Finding the best large format scanner is truly contingent upon what type of files you are trying to scan.
There are two primary scanning technologies available - CCD and CIS. Let's look at differences between the two different large-format scanners.
CCD stands for Charged Coupled Device. In essence, this is the same type of imaging sensor found inside a digital camera. CCD uses an actual apochromatic lens to reduce the image onto the imaging sensor.
CCD is great for capturing very high resolution details along with widened color space. Another benefit to this type of scanning is a greater depth of field.
This is helpful if you plan to scan many folded sheets. With CCD technology, fold lines won't image in the saved file. CCD scanners also have th ability to scan "mounted" or thick originals.
The other type of scanning technology is CIS or Contact Imaging Sensor.
Instead of using a standard lens to reduce the original image onto the sensor, CIS technology incorporates many fiber optic lenses to transfer the original image information to an array of sensors.
Some would say that there are many gained benefits by going with a CIS system. CIS technology is less expensive than the traditional CCD. Since there are no cameras to calibrate and the sensors are controlled by software, there is much less maintenance with a CIS scanner.

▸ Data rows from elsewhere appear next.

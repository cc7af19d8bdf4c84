use std::sync::Arc;

use rusty_assist_core::{
    Assist, AssistConfig, AssistError, Collaborators, EnvironmentCheckPort, NotifierPort,
    PreparePort, StateWriter,
};

use crate::{AssistAdapterConfig, DetectorChain, Eip1193Adapter, PrepareAdapter, SubmissionAdapter};

/// An initialized [`Assist`] wired to the provider adapter, the standard
/// detectors and the queueing submission collaborator.
pub struct AssistRuntime {
    pub assist: Assist,
    pub state: StateWriter,
    pub provider: Arc<Eip1193Adapter>,
}

impl AssistRuntime {
    pub async fn start(
        adapter_config: AssistAdapterConfig,
        assist_config: Option<AssistConfig>,
        notifier: Arc<dyn NotifierPort>,
    ) -> Result<Self, AssistError> {
        let provider = Arc::new(Eip1193Adapter::with_config(adapter_config.clone()));
        Self::start_with_provider(provider, &adapter_config, assist_config, notifier).await
    }

    /// Like [`AssistRuntime::start`] but reuses an existing provider, so
    /// callers can keep injecting wallet changes into it.
    pub async fn start_with_provider(
        provider: Arc<Eip1193Adapter>,
        adapter_config: &AssistAdapterConfig,
        assist_config: Option<AssistConfig>,
        notifier: Arc<dyn NotifierPort>,
    ) -> Result<Self, AssistError> {
        let state = StateWriter::default();
        let environment: Arc<dyn EnvironmentCheckPort> = Arc::new(DetectorChain::standard(
            state.clone(),
            Arc::clone(&provider),
            adapter_config,
        ));
        let prepare: Arc<dyn PreparePort> = Arc::new(PrepareAdapter::new(
            state.reader(),
            Arc::clone(&environment),
            Arc::clone(&notifier),
        ));
        let submission = SubmissionAdapter::new(state.clone(), Arc::clone(&notifier))
            .with_prepare(Arc::clone(&prepare));

        let collaborators = Collaborators {
            environment,
            prepare,
            host: provider.clone(),
            invocation: provider.clone(),
            provider: provider.clone(),
            submission: Arc::new(submission),
            notifier,
        };
        let assist = Assist::init(assist_config, state.clone(), collaborators).await?;
        tracing::debug!(proxy = provider.is_proxy(), "assist runtime started");
        Ok(Self {
            assist,
            state,
            provider,
        })
    }
}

But, because of the poor depth of field of the optics, fold line and wrinkles will image with CIS. Also, there is a reduction of color space information with CIS.
Unless you want to capture mainly primary colors, CIS could leave you wanting a little more. Usually, it is only the most demanding users, like photographers and artist, who really have a problem with this.
Overall, if you work with CAD/GIS drawings and you want to scan them to a digital format - CIS is worthy of your consideration.